Space Beer: For Out Of This World Drankin’

Hrey whas this brutton do? Space beer , not to be confused with beer made with ingredients grown in space , is beer designed to be consumed in space by future space-tourists. Why does space deserve it’s own beer ? I dunno, but I’m getting pretty jealous about it! The reason why space-goers need their own beer is two-fold. First the carbonation in the beer poses a problem for those zero-G gulpers. Without the buoyancy force that the drink has on Earth, the carbon dioxide, which is dissolved in the beer, doesn’t form bubbles-and who wants to drink a flat beer?
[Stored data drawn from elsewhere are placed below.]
use chrono::{DateTime, Utc};
use dashboard_types::{FlowKind, TxStateView, TxStatus};
use ethers::types::TxHash;
use parking_lot::RwLock;
use std::sync::Arc;

use super::error::{error_detail, FlowError};
use crate::chains::ChainInfo;
use crate::gateway::events::EventBroadcaster;
use crate::gateway::protocol::GatewayEvent;

/// Proof that the holder started the current dispatch.
///
/// Transitions made with a ticket from a superseded dispatch are ignored.
#[derive(Debug, Clone, Copy, PartialEq, Eq)]
pub struct DispatchTicket {
    generation: u64,
}

struct TrackerState {
    status: TxStatus,
    tx_hash: Option<TxHash>,
    error: Option<String>,
    /// Set from begin() until a terminal transition
    in_flight: bool,
    generation: u64,
    updated_at: DateTime<Utc>,
}

/// Lifecycle of the latest transaction dispatched by one flow.
///
/// ```text
/// idle --submitted--> pending --confirmed--> success
///   |                    |
///   +-------failed-------+-------failed----> error
/// ```
///
/// `begin()` resets to idle and refuses while a dispatch is in flight, so at
/// most one transaction per tracker is outstanding. Every transition is
/// published on the event gateway while the state lock is held, which keeps
/// the published order identical to the transition order.
pub struct TxTracker {
    flow: FlowKind,
    chain_id: u64,
    state: RwLock<TrackerState>,
    broadcaster: Option<Arc<EventBroadcaster>>,
}

impl TxTracker {
    pub fn new(flow: FlowKind, chain_id: u64, broadcaster: Option<Arc<EventBroadcaster>>) -> Self {
        Self {
            flow,
            chain_id,
            state: RwLock::new(TrackerState {
                status: TxStatus::Idle,
                tx_hash: None,
                error: None,
                in_flight: false,
                generation: 0,
                updated_at: Utc::now(),
            }),
            broadcaster,
        }
    }

    pub fn begin(&self) -> Result<DispatchTicket, FlowError> {
        let mut state = self.state.write();
        if state.in_flight {
            log::debug!("[TRACKER] {} dispatch refused: already in flight", self.flow);
            return Err(FlowError::AlreadyPending);
        }

        state.status = TxStatus::Idle;
        state.tx_hash = None;
        state.error = None;
        state.in_flight = true;
        state.generation += 1;
        state.updated_at = Utc::now();

        let ticket = DispatchTicket {
            generation: state.generation,
        };
        self.publish(&state, None);
        Ok(ticket)
    }

    /// idle -> pending
    pub fn submitted(&self, ticket: DispatchTicket, tx_hash: TxHash) -> bool {
        let mut state = self.state.write();
        if !self.is_current(&state, ticket) || state.status != TxStatus::Idle {
            return false;
        }

        state.status = TxStatus::Pending;
        state.tx_hash = Some(tx_hash);
        state.updated_at = Utc::now();

        log::info!("[TRACKER] {} pending: {:?}", self.flow, tx_hash);
        self.publish(&state, None);
        true
    }

    /// pending -> success. Returns true only for the call that made the
    /// transition; the confirmation side effect runs on that edge alone.
    pub fn confirmed(&self, ticket: DispatchTicket, block_number: Option<u64>) -> bool {
        let mut state = self.state.write();
        if !self.is_current(&state, ticket) || state.status != TxStatus::Pending {
            return false;
        }

        state.status = TxStatus::Success;
        state.in_flight = false;
        state.updated_at = Utc::now();

        log::info!(
            "[TRACKER] {} confirmed: {:?} (block {:?})",
            self.flow,
            state.tx_hash,
            block_number
        );
        self.publish(&state, block_number);
        true
    }

    /// idle | pending -> error
    pub fn failed(&self, ticket: DispatchTicket, message: &str) -> bool {
        let mut state = self.state.write();
        if !self.is_current(&state, ticket)
            || !matches!(state.status, TxStatus::Idle | TxStatus::Pending)
        {
            return false;
        }

        let detail = error_detail(message);
        log::warn!("[TRACKER] {} failed: {}", self.flow, detail);

        state.status = TxStatus::Error;
        state.error = Some(detail);
        state.in_flight = false;
        state.updated_at = Utc::now();

        self.publish(&state, None);
        true
    }

    pub fn snapshot(&self) -> TxStateView {
        self.view(&self.state.read())
    }

    pub fn is_in_flight(&self) -> bool {
        self.state.read().in_flight
    }

    fn is_current(&self, state: &TrackerState, ticket: DispatchTicket) -> bool {
        if !state.in_flight || state.generation != ticket.generation {
            log::debug!(
                "[TRACKER] {} ignoring stale ticket {} (current {})",
                self.flow,
                ticket.generation,
                state.generation
            );
            return false;
        }
        true
    }

    fn view(&self, state: &TrackerState) -> TxStateView {
        TxStateView {
            flow: self.flow,
            status: state.status,
            tx_hash: state.tx_hash.map(|h| format!("{:?}", h)),
            error: state.error.clone(),
            is_loading: state.in_flight,
            is_success: state.status == TxStatus::Success,
            is_error: state.status == TxStatus::Error,
            updated_at: state.updated_at.to_rfc3339(),
        }
    }

    fn publish(&self, state: &TrackerState, block_number: Option<u64>) {
        let Some(broadcaster) = &self.broadcaster else {
            return;
        };
        let view = self.view(state);
        broadcaster.broadcast(GatewayEvent::tx_status(&view));

        match view.status {
            TxStatus::Pending => {
                let explorer_url = view
                    .tx_hash
                    .as_deref()
                    .and_then(|h| ChainInfo::by_id(self.chain_id).and_then(|c| c.tx_url(h)));
                broadcaster.broadcast(GatewayEvent::tx_pending(&view, explorer_url.as_deref()));
            }
            TxStatus::Success => {
                broadcaster.broadcast(GatewayEvent::tx_confirmed(&view, block_number));
            }
            TxStatus::Error => broadcaster.broadcast(GatewayEvent::tx_failed(&view)),
            TxStatus::Idle => {}
        }
    }
}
Second astronauts often face issues with a deadening of their taste buds. To overcome this tasting deficiency, the Australian company that made the brew decided it should be a stout, with the normal flavors enhanced. The brew was bottled in early September and is expected to make its inaugural flight in November, aboard a plane that flies in long parabolic arcs to create periods of weightlessness. The beer will be tested for its qualitative taste and drinkability (hopefully not by the pilot). The brew is a joint venture between Saber Astronautics Australia and 4-Pines Brewing Company, and, if all goes well, will even be available here on earth for you non-space cadets. But that’s not what I came to tell you about, I came to tell you about getting drunk in space. DON’T TALK SHIT TO ALIENS, THEY WILL BLOW UP EARTH. Next on Space Tourist Menu: Space Beer [cbsnews] Thanks to Fortune, who’s so rich he has a magazine named after him. Share the wealth, bro!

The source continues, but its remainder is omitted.